Cobalt alloys are being employed in a wide range of applications, including corrosion-resistant alloys for biomedical devices and refractory alloys for the hottest portions of aeronautical or power-generation turbines. So, what is it about cobalt that makes it so rare?
Is Cobalt Extremely Rare?
Quick Fun Facts About Cobalt
On the periodic table, cobalt lies between iron and nickel and shares some of their properties. It’s one of only three magnetic metals that occur naturally. Iron and nickel are the other two metals.
Although it is not as uncommon as a mineral, it is rarer than lithium, graphite, and other metals. It’s usually made as a product, which means it’s extracted as a byproduct of nickel or copper mining.
Cobalt Is Best Known for Its Rich Blue Color
Since the 3rd millennium BCE, when Persians utilized cobalt-containing paints to color their necklace beads, people have used cobalt-containing pigments to achieve that rich blue tint.
Pure Cobalt Doesn’t Exist Naturally
Though cobalt may be found almost anywhere, it may be in the soil, mineral deposits, and even seabed crusts—it is usually associated with other elements such as nickel, copper, iron, or arsenic, as it is in the brilliant crimson arsenate mineral erythrite.
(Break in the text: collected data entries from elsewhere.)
//! edu_crm: CRM data layer for a veterinary education business.
//!
//! Contacts, subscriptions, products, purchases and email campaigns live as
//! JSON collections in a Sled-backed store. Derived views (filters,
//! segments, analytics, report export) are pure functions over those
//! collections, and an Axum REST API exposes the lot on port 11111.

pub mod error;
pub mod timestamp;
pub mod models;
pub mod storage;
pub mod collection;
pub mod fixtures;

pub mod contacts;
pub mod products;
pub mod subscriptions;
pub mod purchases;
pub mod campaigns;
pub mod settings;

// Derived views over the collections
pub mod segments;
pub mod analytics;
pub mod reports;

pub mod crm;
pub mod config;
pub mod logging;
// REST API module: Axum HTTP handlers on port 11111
pub mod rest;

pub use crm::Crm;
pub use error::{CrmError, Result};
Frothy Cobalt-Beer Cardiomyopathy
Cobalt chloride was once added to some beers because it helped preserve the attractive froth that forms when beer is served. More than a hundred heavy beer drinkers in Minneapolis died of heart failure with over half of them dying.
The Cobalt-beer Cardiomyopathy, according to scientists, was caused by a hazardous mix of cobalt, excessive alcohol use, and a poor diet.
The Roles of Cobalt in Modern Medicine
Cobalt gives B12 a special distinction: it’s the only vitamin with a metal atom. Doctors employ a “labeled” form of B12 in which the cobalt atom is replaced with a radioactive cobalt isotope to monitor B12 consumption in patients.
Oncologists and technicians utilize cobalt isotope radiation in various cancer treatments as well as to sanitize medical and surgical instruments. Cobalt alloys are now also used in prosthetic hip and knee joints.